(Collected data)
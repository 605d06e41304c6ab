#![allow(clippy::unwrap_used)]
// End-to-end behaviour of `PostsController`: stores, cursor and selector
// wiring against a wiremock server.

use std::sync::Arc;
use std::sync::atomic::{AtomicUsize, Ordering};

use pretty_assertions::assert_eq;
use serde_json::json;
use url::Url;
use wiremock::matchers::{method, path, query_param, query_param_is_missing};
use wiremock::{Mock, MockServer, ResponseTemplate};

use postview_core::{
    CachedFetcher, CoreError, DataCache, FeedConfig, MemoryCache, Post, PostsController,
    SortOrder,
};

// ── Helpers ─────────────────────────────────────────────────────────

async fn setup() -> (MockServer, PostsController) {
    let server = MockServer::start().await;
    let cache = Arc::new(MemoryCache::new());
    cache.init().await.unwrap();

    let controller = controller_on(&server, cache);
    (server, controller)
}

/// A controller for `server` reading through `cache`, which may be shared.
fn controller_on(server: &MockServer, cache: Arc<MemoryCache>) -> PostsController {
    let config = FeedConfig::with_base_url(Url::parse(&server.uri()).unwrap());
    let fetcher = CachedFetcher::new(config.page_client().unwrap(), cache).unwrap();
    PostsController::new(config, Arc::new(fetcher)).unwrap()
}

fn posts(ids: &[u64]) -> serde_json::Value {
    ids.iter()
        .map(|id| json!({ "id": id, "userId": 1, "title": format!("post {id}"), "body": "" }))
        .collect()
}

fn ids(controller: &PostsController) -> Vec<u64> {
    controller.posts().get().iter().map(|p| p.id).collect()
}

fn next_header(server: &MockServer, page: u32) -> String {
    format!("<{}/posts?_page={page}&_limit=3>; rel=\"next\"", server.uri())
}

/// Unsorted, unfiltered page `n`.
async fn mount_default_page(server: &MockServer, n: u32, body: serde_json::Value, next: bool) {
    let mut response = ResponseTemplate::new(200).set_body_json(body);
    if next {
        response = response.insert_header("Link", next_header(server, n + 1));
    }
    Mock::given(method("GET"))
        .and(path("/posts"))
        .and(query_param("_page", n.to_string()))
        .and(query_param("_limit", "3"))
        .and(query_param_is_missing("_sort"))
        .and(query_param_is_missing("userId"))
        .respond_with(response)
        .mount(server)
        .await;
}

/// Count how many fetches start, via the `loading` store.
fn count_loads(controller: &PostsController) -> Arc<AtomicUsize> {
    let loads = Arc::new(AtomicUsize::new(0));
    let sink = Arc::clone(&loads);
    let _ = controller.loading().subscribe(move |loading, _| {
        if *loading {
            sink.fetch_add(1, Ordering::SeqCst);
        }
    });
    loads
}

// ── Loading and pagination ──────────────────────────────────────────

#[tokio::test]
async fn test_start_loads_first_page() {
    let (server, controller) = setup().await;
    mount_default_page(&server, 1, posts(&[1, 2, 3]), true).await;

    assert_eq!(
        controller.next_link().get().unwrap().query(),
        Some("_page=1&_limit=3")
    );

    controller.start().await.unwrap();

    assert_eq!(ids(&controller), vec![1, 2, 3]);
    assert!(!controller.loading().get());
    assert_eq!(controller.error().get(), None);
    assert_eq!(
        controller.next_link().get().unwrap().query(),
        Some("_page=2&_limit=3")
    );

    controller.stop().await;
}

#[tokio::test]
async fn test_fetch_next_appends_until_cursor_ends() {
    let (server, controller) = setup().await;
    mount_default_page(&server, 1, posts(&[1, 2, 3]), true).await;
    mount_default_page(&server, 2, posts(&[4, 5]), false).await;

    controller.start().await.unwrap();
    controller.fetch_next_posts().await.unwrap();

    assert_eq!(ids(&controller), vec![1, 2, 3, 4, 5]);
    assert_eq!(controller.next_link().get(), None);

    // Cursor exhausted: no further request, list unchanged.
    controller.fetch_next_posts().await.unwrap();
    assert_eq!(ids(&controller), vec![1, 2, 3, 4, 5]);

    let requests = server.received_requests().await.unwrap();
    assert_eq!(requests.len(), 2);

    controller.stop().await;
}

#[tokio::test]
async fn test_loading_brackets_each_fetch() {
    let (server, controller) = setup().await;
    mount_default_page(&server, 1, posts(&[1]), false).await;

    let seen = Arc::new(parking_lot::Mutex::new(Vec::new()));
    let sink = Arc::clone(&seen);
    let _sub = controller
        .loading()
        .subscribe(move |loading, _| sink.lock().push(*loading));

    controller.start().await.unwrap();
    assert_eq!(*seen.lock(), vec![true, false]);

    controller.stop().await;
}

#[tokio::test]
async fn test_cached_first_page_ends_pagination_without_duplicates() {
    let server = MockServer::start().await;
    mount_default_page(&server, 1, posts(&[1, 2, 3]), true).await;
    mount_default_page(&server, 2, posts(&[4, 5]), false).await;

    let cache = Arc::new(MemoryCache::new());
    cache.init().await.unwrap();

    let warm = controller_on(&server, Arc::clone(&cache));
    warm.start().await.unwrap();
    warm.fetch_next_posts().await.unwrap();
    assert_eq!(ids(&warm), vec![1, 2, 3, 4, 5]);
    warm.stop().await;

    // Page 1 is cached now; its stored cursor is not followed, and the
    // initial one has been spent on the load.
    let controller = controller_on(&server, cache);
    controller.start().await.unwrap();
    assert_eq!(ids(&controller), vec![1, 2, 3]);
    assert_eq!(controller.next_link().get(), None);

    controller.fetch_next_posts().await.unwrap();
    assert_eq!(ids(&controller), vec![1, 2, 3]);

    let requests = server.received_requests().await.unwrap();
    assert_eq!(requests.len(), 2);

    controller.stop().await;
}

#[tokio::test]
async fn test_cached_next_page_is_appended_once() {
    let server = MockServer::start().await;
    mount_default_page(&server, 1, posts(&[1, 2, 3]), true).await;
    mount_default_page(&server, 2, posts(&[4, 5]), true).await;

    let cache = Arc::new(MemoryCache::new());
    cache.init().await.unwrap();

    // Warm page 2 only.
    let config = FeedConfig::with_base_url(Url::parse(&server.uri()).unwrap());
    let fetcher = CachedFetcher::new(config.page_client().unwrap(), Arc::<MemoryCache>::clone(&cache)).unwrap();
    let page_two = Url::parse(&format!("{}/posts?_page=2&_limit=3", server.uri())).unwrap();
    fetcher.fetch_page::<Post>(&page_two).await;

    let controller = controller_on(&server, cache);
    controller.start().await.unwrap();
    controller.fetch_next_posts().await.unwrap();
    controller.fetch_next_posts().await.unwrap();

    assert_eq!(ids(&controller), vec![1, 2, 3, 4, 5]);
    assert_eq!(controller.next_link().get(), None);

    controller.stop().await;
}

// ── Selectors ───────────────────────────────────────────────────────

#[tokio::test]
async fn test_sort_replaces_list_and_reset_restores_defaults() {
    let (server, controller) = setup().await;
    mount_default_page(&server, 1, posts(&[1, 2, 3]), true).await;

    Mock::given(method("GET"))
        .and(path("/posts"))
        .and(query_param("_page", "1"))
        .and(query_param("_limit", "3"))
        .and(query_param("_sort", "title"))
        .and(query_param("_order", "asc"))
        .respond_with(
            ResponseTemplate::new(200)
                .set_body_json(posts(&[50, 8, 31]))
                .insert_header(
                    "Link",
                    format!(
                        "<{}/posts?_page=2&_limit=3&_sort=title&_order=asc>; rel=\"next\"",
                        server.uri()
                    ),
                ),
        )
        .expect(1)
        .mount(&server)
        .await;

    controller.start().await.unwrap();
    controller.sort_by_title(Some(SortOrder::Asc)).await.unwrap();

    assert_eq!(ids(&controller), vec![50, 8, 31]);
    assert_eq!(
        controller.next_link().get().unwrap().query(),
        Some("_page=2&_limit=3&_sort=title&_order=asc")
    );

    controller.reset_filters().await.unwrap();

    assert_eq!(controller.order().get(), None);
    assert_eq!(ids(&controller), vec![1, 2, 3]);
    // The default page came from the cache, which leaves the cleared cursor alone.
    assert_eq!(controller.next_link().get(), None);

    controller.stop().await;
}

#[tokio::test]
async fn test_filter_keeps_current_sort() {
    let (server, controller) = setup().await;
    mount_default_page(&server, 1, posts(&[1, 2, 3]), true).await;

    Mock::given(method("GET"))
        .and(path("/posts"))
        .and(query_param("_sort", "title"))
        .and(query_param("_order", "desc"))
        .and(query_param_is_missing("userId"))
        .respond_with(ResponseTemplate::new(200).set_body_json(posts(&[9, 8, 7])))
        .expect(1)
        .mount(&server)
        .await;
    Mock::given(method("GET"))
        .and(path("/posts"))
        .and(query_param("_sort", "title"))
        .and(query_param("_order", "desc"))
        .and(query_param("userId", "2"))
        .respond_with(ResponseTemplate::new(200).set_body_json(json!([
            { "id": 12, "userId": 2, "title": "z", "body": "" },
            { "id": 11, "userId": 2, "title": "a", "body": "" },
        ])))
        .expect(1)
        .mount(&server)
        .await;

    controller.start().await.unwrap();
    controller.sort_by_title(Some(SortOrder::Desc)).await.unwrap();
    controller.filter_by_user(Some(2)).await.unwrap();

    assert_eq!(ids(&controller), vec![12, 11]);
    assert_eq!(controller.order().get(), Some(SortOrder::Desc));
    assert_eq!(controller.user().get(), Some(2));

    controller.stop().await;
}

#[tokio::test]
async fn test_clearing_one_selector_clears_both_with_one_reset() {
    let (server, controller) = setup().await;
    mount_default_page(&server, 1, posts(&[1, 2, 3]), true).await;
    Mock::given(method("GET"))
        .and(path("/posts"))
        .and(query_param("_sort", "title"))
        .respond_with(ResponseTemplate::new(200).set_body_json(posts(&[4])))
        .mount(&server)
        .await;

    controller.start().await.unwrap();
    controller.sort_by_title(Some(SortOrder::Asc)).await.unwrap();
    controller.filter_by_user(Some(3)).await.unwrap();

    let loads = count_loads(&controller);
    controller.sort_by_title(None).await.unwrap();

    assert_eq!(controller.order().get(), None);
    assert_eq!(controller.user().get(), None);
    assert_eq!(loads.load(Ordering::SeqCst), 1);
    assert_eq!(ids(&controller), vec![1, 2, 3]);

    controller.stop().await;
}

#[tokio::test]
async fn test_reset_with_nothing_selected_still_fetches_once() {
    let (server, controller) = setup().await;
    mount_default_page(&server, 1, posts(&[1, 2, 3]), true).await;

    controller.start().await.unwrap();
    let loads = count_loads(&controller);

    controller.reset_filters().await.unwrap();

    assert_eq!(loads.load(Ordering::SeqCst), 1);
    assert_eq!(ids(&controller), vec![1, 2, 3]);

    controller.stop().await;
}

#[tokio::test]
async fn test_selecting_the_same_order_twice_fetches_once() {
    let (server, controller) = setup().await;
    mount_default_page(&server, 1, posts(&[1]), false).await;
    Mock::given(method("GET"))
        .and(path("/posts"))
        .and(query_param("_sort", "title"))
        .respond_with(ResponseTemplate::new(200).set_body_json(posts(&[2])))
        .expect(1)
        .mount(&server)
        .await;

    controller.start().await.unwrap();
    let loads = count_loads(&controller);

    controller.sort_by_title(Some(SortOrder::Asc)).await.unwrap();
    controller.sort_by_title(Some(SortOrder::Asc)).await.unwrap();

    assert_eq!(loads.load(Ordering::SeqCst), 1);

    controller.stop().await;
}

// ── Failures and lifecycle ──────────────────────────────────────────

#[tokio::test]
async fn test_failure_sets_error_and_keeps_cursor() {
    let (server, controller) = setup().await;

    Mock::given(method("GET"))
        .and(path("/posts"))
        .respond_with(ResponseTemplate::new(500))
        .up_to_n_times(1)
        .mount(&server)
        .await;
    mount_default_page(&server, 1, posts(&[1, 2, 3]), false).await;

    controller.start().await.unwrap();

    assert!(controller.posts().get().is_empty());
    assert!(controller.error().get().is_some());
    assert_eq!(
        controller.next_link().get().unwrap().query(),
        Some("_page=1&_limit=3")
    );

    // The cursor still points at page 1, so "load more" retries it.
    controller.fetch_next_posts().await.unwrap();

    assert_eq!(ids(&controller), vec![1, 2, 3]);
    assert_eq!(controller.error().get(), None);
    assert_eq!(controller.next_link().get(), None);

    controller.stop().await;
}

#[tokio::test]
async fn test_actions_after_stop_are_rejected() {
    let (server, controller) = setup().await;
    mount_default_page(&server, 1, posts(&[1]), false).await;

    controller.start().await.unwrap();
    controller.stop().await;

    assert!(!controller.is_running());
    assert!(matches!(
        controller.fetch_next_posts().await,
        Err(CoreError::ControllerStopped)
    ));
    assert!(matches!(
        controller.sort_by_title(Some(SortOrder::Asc)).await,
        Err(CoreError::ControllerStopped)
    ));
    assert_eq!(controller.order().subscriber_count(), 0);
}

#[tokio::test]
async fn test_start_twice_is_an_error() {
    let (server, controller) = setup().await;
    mount_default_page(&server, 1, posts(&[1]), false).await;

    controller.start().await.unwrap();
    assert!(controller.start().await.is_err());

    controller.stop().await;
}
use serde::{Deserialize, Serialize};

/// A single entry of the `/users` collection.
///
/// Only the fields the author filter needs are modelled; the nested
/// address and company objects are ignored on decode.
#[derive(Debug, Clone, PartialEq, Eq, Serialize, Deserialize)]
pub struct User {
    pub id: u64,
    #[serde(default)]
    pub name: String,
    pub username: String,
    #[serde(default)]
    pub email: String,
    #[serde(default, skip_serializing_if = "Option::is_none")]
    pub phone: Option<String>,
    #[serde(default, skip_serializing_if = "Option::is_none")]
    pub website: Option<String>,
}

impl User {
    /// Label used by the author filter: `"{username} (ID: {id})"`.
    pub fn filter_label(&self) -> String {
        format!("{} (ID: {})", self.username, self.id)
    }
}
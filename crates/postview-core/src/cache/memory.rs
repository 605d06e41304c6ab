// In-process cache backend: session-only, nothing survives the process.

use std::sync::atomic::{AtomicBool, Ordering};

use async_trait::async_trait;
use dashmap::DashMap;

use super::{CacheEntry, CacheError, CacheKey, DataCache};

/// `DashMap`-backed cache for tests and `--no-cache` runs.
#[derive(Debug, Default)]
pub struct MemoryCache {
    entries: DashMap<CacheKey, CacheEntry>,
    ready: AtomicBool,
}

impl MemoryCache {
    pub fn new() -> Self {
        Self::default()
    }

    fn ensure_ready(&self) -> Result<(), CacheError> {
        if self.is_ready() {
            Ok(())
        } else {
            Err(CacheError::NotInitialized)
        }
    }
}

#[async_trait]
impl DataCache for MemoryCache {
    async fn init(&self) -> Result<(), CacheError> {
        self.ready.store(true, Ordering::Release);
        Ok(())
    }

    fn is_ready(&self) -> bool {
        self.ready.load(Ordering::Acquire)
    }

    async fn get(&self, key: &CacheKey) -> Result<Option<CacheEntry>, CacheError> {
        self.ensure_ready()?;
        Ok(self.entries.get(key).map(|e| e.value().clone()))
    }

    async fn set(&self, key: &CacheKey, value: serde_json::Value) -> Result<(), CacheError> {
        self.ensure_ready()?;
        self.entries.insert(key.clone(), CacheEntry::new(value));
        Ok(())
    }

    async fn has(&self, key: &CacheKey) -> Result<bool, CacheError> {
        self.ensure_ready()?;
        Ok(self.entries.contains_key(key))
    }

    async fn clear(&self) -> Result<(), CacheError> {
        self.ensure_ready()?;
        self.entries.clear();
        Ok(())
    }

    async fn entry_count(&self) -> Result<usize, CacheError> {
        self.ensure_ready()?;
        Ok(self.entries.len())
    }
}
// On-disk cache backend.
//
// A single redb table keyed by the canonical request key, values stored as
// JSON-encoded `CacheEntry` bytes. redb is synchronous, so every operation
// runs on the blocking pool.

use std::path::{Path, PathBuf};
use std::sync::Arc;

use async_trait::async_trait;
use redb::{Database, ReadableTable, ReadableTableMetadata, TableDefinition};
use tokio::sync::OnceCell;
use tokio::task::spawn_blocking;
use tracing::debug;

use super::{CACHE_NAME, CacheEntry, CacheError, CacheKey, DataCache};

const TABLE: TableDefinition<&str, &[u8]> = TableDefinition::new(CACHE_NAME);

/// Persistent page cache stored in a redb database file.
pub struct RedbCache {
    path: PathBuf,
    db: OnceCell<Arc<Database>>,
}

impl RedbCache {
    /// Describe a cache at `path`. Nothing touches disk until `init()`.
    pub fn new(path: impl Into<PathBuf>) -> Self {
        Self {
            path: path.into(),
            db: OnceCell::new(),
        }
    }

    pub fn path(&self) -> &Path {
        &self.path
    }

    fn database(&self) -> Result<Arc<Database>, CacheError> {
        self.db.get().cloned().ok_or(CacheError::NotInitialized)
    }
}

impl std::fmt::Debug for RedbCache {
    fn fmt(&self, f: &mut std::fmt::Formatter<'_>) -> std::fmt::Result {
        f.debug_struct("RedbCache")
            .field("path", &self.path)
            .field("ready", &self.db.initialized())
            .finish()
    }
}

fn open_database(path: &Path) -> Result<Database, CacheError> {
    if let Some(parent) = path.parent() {
        std::fs::create_dir_all(parent)?;
    }
    let db = Database::create(path).map_err(redb::Error::from)?;

    // Create the table up front so read transactions never see it missing.
    let txn = db.begin_write().map_err(redb::Error::from)?;
    txn.open_table(TABLE).map_err(redb::Error::from)?;
    txn.commit().map_err(redb::Error::from)?;

    Ok(db)
}

#[async_trait]
impl DataCache for RedbCache {
    async fn init(&self) -> Result<(), CacheError> {
        self.db
            .get_or_try_init(|| async {
                let path = self.path.clone();
                let db = spawn_blocking(move || open_database(&path)).await??;
                debug!(path = %self.path.display(), "page cache opened");
                Ok::<_, CacheError>(Arc::new(db))
            })
            .await?;
        Ok(())
    }

    fn is_ready(&self) -> bool {
        self.db.initialized()
    }

    async fn get(&self, key: &CacheKey) -> Result<Option<CacheEntry>, CacheError> {
        let db = self.database()?;
        let key = key.as_str().to_owned();

        let bytes = spawn_blocking(move || -> Result<Option<Vec<u8>>, redb::Error> {
            let txn = db.begin_read()?;
            let table = txn.open_table(TABLE)?;
            let value = table.get(key.as_str())?.map(|guard| guard.value().to_vec());
            Ok(value)
        })
        .await??;

        bytes
            .map(|b| serde_json::from_slice::<CacheEntry>(&b))
            .transpose()
            .map_err(CacheError::from)
    }

    async fn set(&self, key: &CacheKey, value: serde_json::Value) -> Result<(), CacheError> {
        let db = self.database()?;
        let key = key.as_str().to_owned();
        let bytes = serde_json::to_vec(&CacheEntry::new(value))?;

        spawn_blocking(move || -> Result<(), redb::Error> {
            let txn = db.begin_write()?;
            {
                let mut table = txn.open_table(TABLE)?;
                table.insert(key.as_str(), bytes.as_slice())?;
            }
            txn.commit()?;
            Ok(())
        })
        .await??;

        Ok(())
    }

    async fn clear(&self) -> Result<(), CacheError> {
        let db = self.database()?;

        spawn_blocking(move || -> Result<(), redb::Error> {
            let txn = db.begin_write()?;
            txn.delete_table(TABLE)?;
            txn.open_table(TABLE)?;
            txn.commit()?;
            Ok(())
        })
        .await??;

        Ok(())
    }

    async fn entry_count(&self) -> Result<usize, CacheError> {
        let db = self.database()?;

        let count = spawn_blocking(move || -> Result<u64, redb::Error> {
            let txn = db.begin_read()?;
            let table = txn.open_table(TABLE)?;
            Ok(table.len()?)
        })
        .await??;

        Ok(usize::try_from(count).unwrap_or(usize::MAX))
    }
}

# Work instructions:
Reproduce each line from the records that contains the word "backend".

# Result of this exercise:
// In-process cache backend: session-only, nothing survives the process.
// On-disk cache backend.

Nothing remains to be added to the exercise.